[Work to complete] Within the records below, find each line that holds the string "candidate", then copy it.

Collected data entries
○ ○ ○

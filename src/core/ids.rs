//! Record identifiers.

use chrono::{DateTime, Utc};

/// Hands out epoch-millisecond ids that strictly increase.
///
/// Two records created within the same millisecond still get distinct ids.
#[derive(Debug, Clone, Default)]
pub struct IdGenerator {
    last: i64,
}

impl IdGenerator {
    /// Create a generator with no history.
    #[must_use]
    pub const fn new() -> Self {
        Self { last: 0 }
    }

    /// Next id for a record created at `at`.
    pub fn next_at(&mut self, at: DateTime<Utc>) -> i64 {
        let candidate = at.timestamp_millis();
        self.last = if candidate > self.last {
            candidate
        } else {
            self.last + 1
        };
        self.last
    }
}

○ ○ ○

[Task response]
        let candidate = at.timestamp_millis();
        self.last = if candidate > self.last {
            candidate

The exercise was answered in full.